Still, if you are an app developer I would love to see an app that automates the wiping process!

Method 1 - Just wipe

If you have a recent Android phone that is encrypted straight from the factory, just wipe!

If your phone shipped with Android 10, then it must support FBE (file-based encryption).

To see if your phone is encrypted with FBE, check for the following props: ro.crypto.state and ro.crypto.type set to file.

Method 2 - Encrypt and wipe

If you have a semi-recent Android phone that supports FDE (full-disk encryption) then encrypt and wipe.

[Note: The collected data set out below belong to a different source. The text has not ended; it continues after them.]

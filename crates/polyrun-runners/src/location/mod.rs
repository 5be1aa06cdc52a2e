//! Location adapters: runners that turn an identifier into a runnable local
//! script and hand it to another runner.
//!
//! - [`network`]: HTTP(S) URLs, probed against every active runner's endings
//! - [`archive`]: zip/jar/skl archives holding a script named after the archive
//! - [`bundle_dir`]: directories holding a script named after the directory

pub mod archive;
pub mod bundle_dir;
pub mod fetcher;
pub mod network;

use tempfile::TempDir;
use tracing::warn;

/// `scheme://` within the first six characters.
///
/// Local-file runners refuse such identifiers so they fall through to the
/// network runner.
#[must_use]
pub fn looks_like_url(identifier: &str) -> bool {
    identifier.find("://").is_some_and(|idx| idx < 6)
}

/// Delete a dispatcher's temporary workspace. A failed delete is logged
/// and never changes the run's exit code.
pub(crate) fn remove_workspace(workspace: TempDir, runner: &str) {
    let path = workspace.path().to_path_buf();
    if let Err(e) = workspace.close() {
        warn!(runner = %runner, path = %path.display(), error = %e, "Could not remove temporary workspace");
    }
}
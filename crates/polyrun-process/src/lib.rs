//! Child process execution for the process-backed script runners.
//!
//! All launches go through [`CommandSpec`], so interpreter arguments are
//! passed as discrete argv elements and never through a shell. A
//! [`RunningProcess`] pumps the child's stdout/stderr on background threads
//! into [`OutputSink`](polyrun_utils::OutputSink)s, keeps a bounded stderr
//! tail for error-line mapping, and can be terminated together with its
//! descendants through a [`KillHandle`].

pub mod command_spec;
pub mod error;
pub mod process;
pub mod tree;

pub use command_spec::CommandSpec;
pub use error::ProcessError;
pub use process::{ProcessOutcome, PumpConfig, RunningProcess, run_interactive, spawn};
pub use tree::KillHandle;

To see if your phone is encrypted with FDE, check for the following props: ro.crypt.state.

Method 3 - dd

Original from this Reddit comment

Reading this comment I remembered most Android phones ship with a rudimentary version of Busybox, which includes the dd utility.

Thus, to quickly fill the phone with pseudorandom data, one would simply run:

adb shell
cat /dev/urandom > random_file

Or, if you’re just as paranoid as the above Redditor, you can run multiple passes:

for i in 0 1 2 3 4 5 6 7 8 9; do cat /dev/urandom > $i; rm $i; done

Personally, I don’t really see the benefits of running this multiple times, given that flash memory can wear out, and I haven’t seen any articles about data being recovered from wear-leveling cells.

Method 4 - Physical

If you really, really can’t afford to have any data leak (I don’t know, maybe you’re Edward Snowden?), one of my favorite scenes in Mr. Robot has Elliot rip the flash chips from his motherboard and toss them in the microwave. Bad fumes and ridiculousness aside (I mean, sensitive data in the BIOS EEPROM? Seriously…), this will probably make it so that nobody can ever access the data.

A sensible version would be to grab a drill and drill a hole in the flash chip. Refer to iFixit or teardown videos to see where those chips are located.

Alternatively, if you’re a pyromaniac, I heard thermite could be a great phone blaster. Just make sure it’s legal where you are. Remove the battery (burning lithium is very toxic) and go blow that phone.